Across the records that follow, give the number of lines containing the word "DurableStore" and nothing else.

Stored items
====================
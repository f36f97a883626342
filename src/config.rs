//! Harvest configuration.
//!
//! A YAML document with one section per component. Every field has a default,
//! so an empty document (plus a source URL template) is a valid config.
//!
//! ```yaml
//! source:
//!   id: weekly-contest-460
//!   url_template: "https://leetcode.com/contest/api/ranking/{source}/?pagination={page}&region=global"
//!   referer_template: "https://leetcode.com/contest/{source}/ranking/"
//! page_size: 25
//! max_pages: 1000
//! output_dir: ./output
//! breaker:
//!   failure_threshold: 3
//!   timeout_secs: 120
//!   monitor_window_secs: 600
//! ```

use crate::pipeline::{AcquisitionPipeline, AcquisitionPipelineBuilder, RetryPolicy};
use crate::resilience::circuit_breaker::CircuitBreakerConfig;
use crate::resilience::pacing::PacingConfig;
use crate::source::{ExtractorChain, HttpPageSource};
use crate::store::DurableStore;
use crate::transport::{ChallengeClient, ClientConfig};
use crate::{Error, ErrorContext, Result};
use serde::{Deserialize, Serialize};
use std::path::{Path, PathBuf};
use std::sync::Arc;
use std::time::Duration;
use tracing::debug;

#[derive(Debug, Clone, PartialEq, Serialize, Deserialize)]
#[serde(default)]
pub struct SourceSection {
    pub id: String,
    pub url_template: String,
    pub referer_template: Option<String>,
    /// JSON paths tried in order; empty means the built-in chain.
    pub extraction_paths: Vec<String>,
    /// Fetched once before the run when set.
    pub probe_url: Option<String>,
}

impl Default for SourceSection {
    fn default() -> Self {
        Self {
            id: String::new(),
            url_template: String::new(),
            referer_template: None,
            extraction_paths: Vec::new(),
            probe_url: None,
        }
    }
}

#[derive(Debug, Clone, PartialEq, Serialize, Deserialize)]
#[serde(default)]
pub struct PacingSection {
    pub base_delay_ms: u64,
    pub min_delay_ms: u64,
    pub max_delay_ms: u64,
    pub jitter_factor: f64,
}

impl Default for PacingSection {
    fn default() -> Self {
        let d = PacingConfig::default();
        Self {
            base_delay_ms: d.base_delay.as_millis() as u64,
            min_delay_ms: d.min_delay.as_millis() as u64,
            max_delay_ms: d.max_delay.as_millis() as u64,
            jitter_factor: d.jitter_factor,
        }
    }
}

#[derive(Debug, Clone, PartialEq, Serialize, Deserialize)]
#[serde(default)]
pub struct BreakerSection {
    pub failure_threshold: u32,
    pub timeout_secs: u64,
    pub monitor_window_secs: u64,
}

impl Default for BreakerSection {
    fn default() -> Self {
        let d = CircuitBreakerConfig::default();
        Self {
            failure_threshold: d.failure_threshold,
            timeout_secs: d.timeout.as_secs(),
            monitor_window_secs: d.monitor_window.as_secs(),
        }
    }
}

#[derive(Debug, Clone, PartialEq, Serialize, Deserialize)]
#[serde(default)]
pub struct RetrySection {
    pub max_retries: u32,
    pub base_delay_ms: u64,
    pub ceiling_ms: u64,
    pub circuit_cooldown_ms: u64,
}

impl Default for RetrySection {
    fn default() -> Self {
        let d = RetryPolicy::default();
        Self {
            max_retries: d.max_retries,
            base_delay_ms: d.base_delay.as_millis() as u64,
            ceiling_ms: d.ceiling.as_millis() as u64,
            circuit_cooldown_ms: d.circuit_cooldown.as_millis() as u64,
        }
    }
}

#[derive(Debug, Clone, PartialEq, Serialize, Deserialize)]
#[serde(default)]
pub struct HttpSection {
    pub timeout_secs: u64,
    pub max_redirects: usize,
    pub proxy_url: Option<String>,
}

impl Default for HttpSection {
    fn default() -> Self {
        let d = ClientConfig::default();
        Self {
            timeout_secs: d.timeout.as_secs(),
            max_redirects: d.max_redirects,
            proxy_url: d.proxy_url,
        }
    }
}

#[derive(Debug, Clone, PartialEq, Serialize, Deserialize)]
#[serde(default)]
pub struct HarvestConfig {
    pub source: SourceSection,
    pub page_size: u32,
    pub max_pages: u32,
    pub output_dir: PathBuf,
    /// Checkpoint/final file prefix; the source id when unset.
    pub file_prefix: Option<String>,
    pub checkpoint_interval: u32,
    pub pacing: PacingSection,
    pub breaker: BreakerSection,
    pub retry: RetrySection,
    pub http: HttpSection,
}

impl Default for HarvestConfig {
    fn default() -> Self {
        Self {
            source: SourceSection::default(),
            page_size: 25,
            max_pages: 1000,
            output_dir: PathBuf::from("output"),
            file_prefix: None,
            checkpoint_interval: crate::pipeline::DEFAULT_CHECKPOINT_INTERVAL,
            pacing: PacingSection::default(),
            breaker: BreakerSection::default(),
            retry: RetrySection::default(),
            http: HttpSection::default(),
        }
    }
}

fn parse_env<T: std::str::FromStr>(
    lookup: &impl Fn(&str) -> Option<String>,
    key: &str,
) -> Result<Option<T>> {
    match lookup(key) {
        None => Ok(None),
        Some(raw) if raw.trim().is_empty() => Ok(None),
        Some(raw) => raw.trim().parse::<T>().map(Some).map_err(|_| {
            Error::configuration_with_context(
                format!("cannot parse {}", key),
                ErrorContext::new()
                    .with_field_path(key)
                    .with_details(raw)
                    .with_source("env"),
            )
        }),
    }
}

impl HarvestConfig {
    pub fn from_yaml_str(content: &str) -> Result<Self> {
        let content = content.strip_prefix('\u{feff}').unwrap_or(content);
        if content.trim().is_empty() {
            return Ok(Self::default());
        }
        serde_yaml::from_str::<Self>(content).map_err(|e| {
            Error::configuration_with_context(
                format!("invalid config: {}", e),
                ErrorContext::new().with_source("yaml"),
            )
        })
    }

    pub async fn from_path(path: impl AsRef<Path>) -> Result<Self> {
        let path = path.as_ref();
        let content = tokio::fs::read_to_string(path).await.map_err(|e| {
            Error::configuration_with_context(
                format!("cannot read config: {}", e),
                ErrorContext::new().with_details(path.display().to_string()),
            )
        })?;
        debug!(path = %path.display(), "config loaded");
        Self::from_yaml_str(&content)
    }

    /// Apply `HARVEST_*` variables from the process environment.
    pub fn with_env_overrides(self) -> Result<Self> {
        self.apply_env(|k| std::env::var(k).ok())
    }

    /// Apply `HARVEST_*` overrides from an arbitrary lookup.
    pub fn apply_env(mut self, lookup: impl Fn(&str) -> Option<String>) -> Result<Self> {
        if let Some(v) = parse_env(&lookup, "HARVEST_PAGE_SIZE")? {
            self.page_size = v;
        }
        if let Some(v) = parse_env(&lookup, "HARVEST_MAX_PAGES")? {
            self.max_pages = v;
        }
        if let Some(v) = parse_env(&lookup, "HARVEST_BREAKER_THRESHOLD")? {
            self.breaker.failure_threshold = v;
        }
        if let Some(v) = parse_env(&lookup, "HARVEST_BREAKER_TIMEOUT_SECS")? {
            self.breaker.timeout_secs = v;
        }
        if let Some(v) = parse_env(&lookup, "HARVEST_HTTP_TIMEOUT_SECS")? {
            self.http.timeout_secs = v;
        }
        if let Some(v) = lookup("HARVEST_OUTPUT_DIR").filter(|s| !s.trim().is_empty()) {
            self.output_dir = PathBuf::from(v);
        }
        if let Some(v) = lookup("HARVEST_PROXY_URL").filter(|s| !s.trim().is_empty()) {
            self.http.proxy_url = Some(v);
        }
        Ok(self)
    }

    pub fn validate(&self) -> Result<()> {
        let invalid = |field: &str, msg: &str| {
            Err(Error::configuration_with_context(
                msg.to_string(),
                ErrorContext::new().with_field_path(field).with_source("validate"),
            ))
        };
        if self.source.id.trim().is_empty() {
            return invalid("source.id", "source id is required");
        }
        if !self.source.url_template.contains("{page}") {
            return invalid("source.url_template", "URL template must contain {page}");
        }
        if self.page_size == 0 {
            return invalid("page_size", "page size must be positive");
        }
        if self.max_pages == 0 {
            return invalid("max_pages", "max pages must be positive");
        }
        if self.breaker.failure_threshold == 0 {
            return invalid("breaker.failure_threshold", "failure threshold must be positive");
        }
        if self.pacing.min_delay_ms > self.pacing.max_delay_ms {
            return invalid("pacing", "min delay exceeds max delay");
        }
        Ok(())
    }

    pub fn prefix(&self) -> &str {
        self.file_prefix.as_deref().unwrap_or(&self.source.id)
    }

    pub fn pacing_config(&self) -> PacingConfig {
        PacingConfig::default()
            .with_base_delay(Duration::from_millis(self.pacing.base_delay_ms))
            .with_min_delay(Duration::from_millis(self.pacing.min_delay_ms))
            .with_max_delay(Duration::from_millis(self.pacing.max_delay_ms))
            .with_jitter_factor(self.pacing.jitter_factor)
    }

    pub fn breaker_config(&self) -> CircuitBreakerConfig {
        CircuitBreakerConfig::new()
            .with_failure_threshold(self.breaker.failure_threshold)
            .with_timeout(Duration::from_secs(self.breaker.timeout_secs))
            .with_monitor_window(Duration::from_secs(self.breaker.monitor_window_secs))
    }

    pub fn retry_policy(&self) -> RetryPolicy {
        RetryPolicy::new()
            .with_max_retries(self.retry.max_retries)
            .with_base_delay(Duration::from_millis(self.retry.base_delay_ms))
            .with_ceiling(Duration::from_millis(self.retry.ceiling_ms))
            .with_circuit_cooldown(Duration::from_millis(self.retry.circuit_cooldown_ms))
    }

    pub fn client_config(&self) -> ClientConfig {
        ClientConfig {
            timeout: Duration::from_secs(self.http.timeout_secs.max(1)),
            max_redirects: self.http.max_redirects,
            proxy_url: self.http.proxy_url.clone(),
        }
    }

    pub fn build_source(&self, client: Arc<ChallengeClient>) -> Result<HttpPageSource> {
        let mut source = HttpPageSource::new(client, self.source.url_template.clone())?
            .with_timeout(Duration::from_secs(self.http.timeout_secs.max(1)));
        if let Some(referer) = &self.source.referer_template {
            source = source.with_referer_template(referer.clone());
        }
        if !self.source.extraction_paths.is_empty() {
            source = source.with_extractors(ExtractorChain::from_paths(
                self.source.extraction_paths.iter().cloned(),
            ));
        }
        Ok(source)
    }

    /// Pipeline builder with every resilience setting from this config applied.
    pub fn pipeline_builder(&self) -> AcquisitionPipelineBuilder {
        AcquisitionPipeline::builder()
            .pacing(self.pacing_config())
            .circuit_breaker(self.breaker_config())
            .retry_policy(self.retry_policy())
            .checkpoint_every(self.checkpoint_interval)
            .file_prefix(self.prefix().to_string())
    }

    pub fn open_store(&self) -> Result<DurableStore> {
        DurableStore::open(&self.output_dir)
    }
}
====================
-- Response for this exercise --
3